United States

United States


Wisconsin regulators have recommended that Wisconsin Public Service negotiate a wind farm rather than a coal-fired power plant. Other utilities have agreed to participate in a test programme.

The upper Midwest continues to look good for wind, both in terms of the resource and the region's politics. Wisconsin regulators told a utility last month to negotiate a 17.5 MW wind farm rather than select its own coal-fired power plant as the winning bid in a power solicitation.

The state's Public Service Commission is recommending that the utility, Wisconsin Public Service of Green Bay, negotiate a wind farm with New World Power Corp to be located at Rosiere. If built, it would be the Midwest state's first wind farm.

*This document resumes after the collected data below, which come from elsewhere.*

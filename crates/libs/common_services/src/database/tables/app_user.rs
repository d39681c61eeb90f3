use chrono::{DateTime, Utc};
use serde::{Deserialize, Serialize};
use sqlx::FromRow;
use std::fmt;
use utoipa::ToSchema;

/// A user mirrored from the identity provider.
#[derive(Debug, Serialize, FromRow, Clone, ToSchema)]
#[serde(rename_all = "camelCase")]
pub struct User {
    pub id: i64,
    pub email: String,
    pub name: String,
    pub role: UserRole,
    pub created_at: DateTime<Utc>,
    pub updated_at: DateTime<Utc>,
}

impl User {
    #[must_use]
    pub fn is_admin(&self) -> bool {
        self.role == UserRole::Admin
    }
}

#[derive(Debug, Clone, Copy, Serialize, Deserialize, sqlx::Type, PartialEq, Eq, ToSchema)]
#[sqlx(rename_all = "lowercase")]
#[serde(rename_all = "lowercase")]
pub enum UserRole {
    Admin,
    User,
}

impl fmt::Display for UserRole {
    fn fmt(&self, f: &mut fmt::Formatter<'_>) -> fmt::Result {
        match self {
            Self::Admin => write!(f, "ADMIN"),
            Self::User => write!(f, "USER"),
        }
    }
}
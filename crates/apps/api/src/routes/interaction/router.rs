use crate::api_state::ApiContext;
use crate::routes::interaction::handlers::{
    add_comment_handler, bulk_moderate_handler, list_comments_handler, list_reports_handler,
    moderate_upload_handler, report_upload_handler, resolve_report_handler, toggle_like_handler,
};
use axum::{
    Router,
    routing::{get, post},
};

pub fn interaction_protected_router() -> Router<ApiContext> {
    Router::new()
        .route(
            "/albums/{album_id}/uploads/{upload_id}/like",
            post(toggle_like_handler),
        )
        .route(
            "/albums/{album_id}/uploads/{upload_id}/comments",
            get(list_comments_handler).post(add_comment_handler),
        )
        .route(
            "/albums/{album_id}/uploads/{upload_id}/report",
            post(report_upload_handler),
        )
        .route(
            "/albums/{album_id}/uploads/bulk-moderate",
            post(bulk_moderate_handler),
        )
        .route("/albums/{album_id}/reports", get(list_reports_handler))
        .route("/reports/{report_id}/resolve", post(resolve_report_handler))
        .route("/uploads/{upload_id}/moderate", post(moderate_upload_handler))
}
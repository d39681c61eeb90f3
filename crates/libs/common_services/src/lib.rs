#![deny(clippy::unwrap_used)]
#![allow(
    clippy::missing_errors_doc,
    clippy::missing_panics_doc,
    clippy::cast_sign_loss,
    clippy::module_inception,
    clippy::struct_excessive_bools,
    clippy::cast_possible_truncation,
    clippy::cast_precision_loss,
    clippy::cast_possible_wrap
)]

pub mod api;
pub mod blob_store;
pub mod database;
pub mod email_transport;
pub mod utils;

A year ago, the utility had issued a request for proposals. There was an outcry from renewables lobbyists when it chose its own plant. When regulators recommended negotiation with New World in November, chairwoman Cheryl Parrino said the proposed wind farm would be good for ratepayers and the state of Wisconsin even though the winning bid was lower.

In 1993 a task force of state utility representatives had approved a draft wind energy implementation plan calling for the installation of wind turbines at test sites. Utilities have also agreed to participate in a test programme to develop Kenetech Windpower's 33M-VS for lower wind speeds.